(Exercise brief) Give again only those lines from the start of the entries through the line holding "#[derive(Error, Debug)]", leaving them as they are.
____________________
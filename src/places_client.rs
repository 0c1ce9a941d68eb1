// Places provider client: candidate hotels from an external places-search API

use std::time::Duration;

use async_trait::async_trait;
use serde_json::Value;
use thiserror::Error;

pub const GEOAPIFY_PLACES_URL: &str = "https://api.geoapify.com/v2/places";
pub const UPSTREAM_FAILURE_MESSAGE: &str = "Failed to fetch data from external API";

// Error types for the places provider
#[derive(Error, Debug)]
pub enum ProviderError {
    #[error("API key missing")]
    MissingApiKey,

    #[error("API error: {status_code} - {message}")]
    ApiResponseError { status_code: u16, message: String },

    #[error("Network error: {0}")]
    NetworkError(String),

    #[error("Decode error: {0}")]
    DecodeError(String),

    #[error("Malformed payload: {0}")]
    MalformedPayload(String),

    #[error("Initialization error: {0}")]
    InitError(String),
}

// Provider client configuration
#[derive(Debug, Clone)]
pub struct ProviderConfig {
    pub base_url: String,
    pub api_key: Option<String>,
    pub timeout_ms: u64,
}

impl Default for ProviderConfig {
    fn default() -> Self {
        Self {
            base_url: GEOAPIFY_PLACES_URL.to_string(),
            api_key: None,
            timeout_ms: 10_000,
        }
    }
}

#[derive(Debug, Clone, Copy, PartialEq)]
pub struct GeoPoint {
    pub lon: f64,
    pub lat: f64,
}

// What to ask the provider for
#[derive(Debug, Clone, PartialEq)]
pub struct PlacesQuery {
    pub categories: String,
    pub bias: GeoPoint,
    pub limit: u32,
}

impl Default for PlacesQuery {
    fn default() -> Self {
        Self {
            categories: "accommodation.hotel".to_string(),
            // Pune
            bias: GeoPoint {
                lon: 73.8567,
                lat: 18.5204,
            },
            limit: 50,
        }
    }
}

impl PlacesQuery {
    pub fn bias_param(&self) -> String {
        format!("proximity:{},{}", self.bias.lon, self.bias.lat)
    }
}

// A place as returned by the provider, reduced to what we import
#[derive(Debug, Clone, Default, PartialEq)]
pub struct Place {
    pub name: Option<String>,
    pub city: Option<String>,
}

impl Place {
    pub fn new(name: Option<&str>, city: Option<&str>) -> Self {
        Self {
            name: name.map(str::to_owned),
            city: city.map(str::to_owned),
        }
    }
}

#[async_trait]
pub trait PlacesProvider: Send + Sync + 'static {
    async fn fetch_places(&self, query: &PlacesQuery) -> Result<Vec<Place>, ProviderError>;
}

// Geoapify places API client
pub struct GeoapifyClient {
    config: ProviderConfig,
    http: reqwest::Client,
}

impl GeoapifyClient {
    pub fn new(config: ProviderConfig) -> Result<Self, ProviderError> {
        let http = reqwest::Client::builder()
            .timeout(Duration::from_millis(config.timeout_ms))
            .build()
            .map_err(|e| ProviderError::InitError(e.to_string()))?;

        Ok(Self { config, http })
    }

    pub fn query_params(query: &PlacesQuery, api_key: &str) -> Vec<(&'static str, String)> {
        vec![
            ("categories", query.categories.clone()),
            ("bias", query.bias_param()),
            ("limit", query.limit.to_string()),
            ("apiKey", api_key.to_string()),
        ]
    }
}

#[async_trait]
impl PlacesProvider for GeoapifyClient {
    async fn fetch_places(&self, query: &PlacesQuery) -> Result<Vec<Place>, ProviderError> {
        let api_key = self
            .config
            .api_key
            .as_deref()
            .filter(|key| !key.is_empty())
            .ok_or(ProviderError::MissingApiKey)?;

        tracing::debug!(
            categories = %query.categories,
            bias = %query.bias_param(),
            limit = query.limit,
            "Fetching places"
        );

        let response = self
            .http
            .get(&self.config.base_url)
            .query(&Self::query_params(query, api_key))
            .send()
            .await
            .map_err(|e| ProviderError::NetworkError(e.to_string()))?;

        let status = response.status();
        if !status.is_success() {
            return Err(ProviderError::ApiResponseError {
                status_code: status.as_u16(),
                message: UPSTREAM_FAILURE_MESSAGE.to_string(),
            });
        }

        let payload: Value = response
            .json()
            .await
            .map_err(|e| ProviderError::DecodeError(e.to_string()))?;

        parse_places_payload(&payload)
    }
}

// Pull places out of a GeoJSON feature collection.
// Features without usable properties become empty places.
pub fn parse_places_payload(payload: &Value) -> Result<Vec<Place>, ProviderError> {
    let features = payload
        .get("features")
        .and_then(Value::as_array)
        .ok_or_else(|| {
            ProviderError::MalformedPayload(format!("expected a `features` array, got: {payload}"))
        })?;

    Ok(features.iter().map(place_from_feature).collect())
}

fn place_from_feature(feature: &Value) -> Place {
    let properties = feature.get("properties");
    let text = |key: &str| {
        properties
            .and_then(|p| p.get(key))
            .and_then(Value::as_str)
            .filter(|s| !s.is_empty())
            .map(str::to_owned)
    };

    Place {
        name: text("name"),
        city: text("city"),
    }
}

// In-process provider for tests and local runs without a key
pub mod mock_provider {
    use super::*;
    use parking_lot::Mutex;
    use serde_json::json;
    use std::sync::atomic::{AtomicU16, AtomicU8, AtomicUsize, Ordering};

    #[derive(Debug, Clone, Copy)]
    pub enum ProviderMode {
        Normal,
        MalformedPayload,
        Outage(u16),
        MissingKey,
    }

    pub struct MockPlacesProvider {
        mode: AtomicU8,
        outage_status: AtomicU16,
        request_count: AtomicUsize,
        fail_next_requests: AtomicUsize,
        places: Mutex<Vec<Place>>,
        last_query: Mutex<Option<PlacesQuery>>,
    }

    impl Default for MockPlacesProvider {
        fn default() -> Self {
            Self::new()
        }
    }

    impl MockPlacesProvider {
        pub fn new() -> Self {
            Self {
                mode: AtomicU8::new(0),
                outage_status: AtomicU16::new(503),
                request_count: AtomicUsize::new(0),
                fail_next_requests: AtomicUsize::new(0),
                places: Mutex::new(Vec::new()),
                last_query: Mutex::new(None),
            }
        }

        pub fn with_places(places: Vec<Place>) -> Self {
            let provider = Self::new();
            provider.set_places(places);
            provider
        }

        pub fn set_places(&self, places: Vec<Place>) {
            *self.places.lock() = places;
        }

        pub fn set_mode(&self, mode: ProviderMode) {
            let mode_value = match mode {
                ProviderMode::Normal => 0,
                ProviderMode::MalformedPayload => 1,
                ProviderMode::Outage(status) => {
                    self.outage_status.store(status, Ordering::SeqCst);
                    2
                }
                ProviderMode::MissingKey => 3,
            };
            self.mode.store(mode_value, Ordering::SeqCst);
        }

        // Next `count` requests fail with a 503 regardless of mode
        pub fn fail_next_requests(&self, count: usize) {
            self.fail_next_requests.store(count, Ordering::SeqCst);
        }

        pub fn request_count(&self) -> usize {
            self.request_count.load(Ordering::SeqCst)
        }

        pub fn last_query(&self) -> Option<PlacesQuery> {
            self.last_query.lock().clone()
        }
    }

    #[async_trait]
    impl PlacesProvider for MockPlacesProvider {
        async fn fetch_places(&self, query: &PlacesQuery) -> Result<Vec<Place>, ProviderError> {
            self.request_count.fetch_add(1, Ordering::SeqCst);
            *self.last_query.lock() = Some(query.clone());

            let fail_count = self.fail_next_requests.load(Ordering::SeqCst);
            if fail_count > 0 {
                self.fail_next_requests
                    .store(fail_count - 1, Ordering::SeqCst);
                return Err(ProviderError::ApiResponseError {
                    status_code: 503,
                    message: "Service temporarily unavailable".to_string(),
                });
            }

            match self.mode.load(Ordering::SeqCst) {
                1 => parse_places_payload(&json!({ "error": "Invalid apiKey" })),
                2 => Err(ProviderError::ApiResponseError {
                    status_code: self.outage_status.load(Ordering::SeqCst),
                    message: UPSTREAM_FAILURE_MESSAGE.to_string(),
                }),
                3 => Err(ProviderError::MissingApiKey),
                _ => Ok(self.places.lock().clone()),
            }
        }
    }
}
____________________
(Reply to the exercise)
filename src/places_client.rs
repository 0c1ce9a941d68eb1
// Places provider client: candidate hotels from an external places-search API

use std::time::Duration;

use async_trait::async_trait;
use serde_json::Value;
use thiserror::Error;

pub const GEOAPIFY_PLACES_URL: &str = "https://api.geoapify.com/v2/places";
pub const UPSTREAM_FAILURE_MESSAGE: &str = "Failed to fetch data from external API";

// Error types for the places provider
#[derive(Error, Debug)]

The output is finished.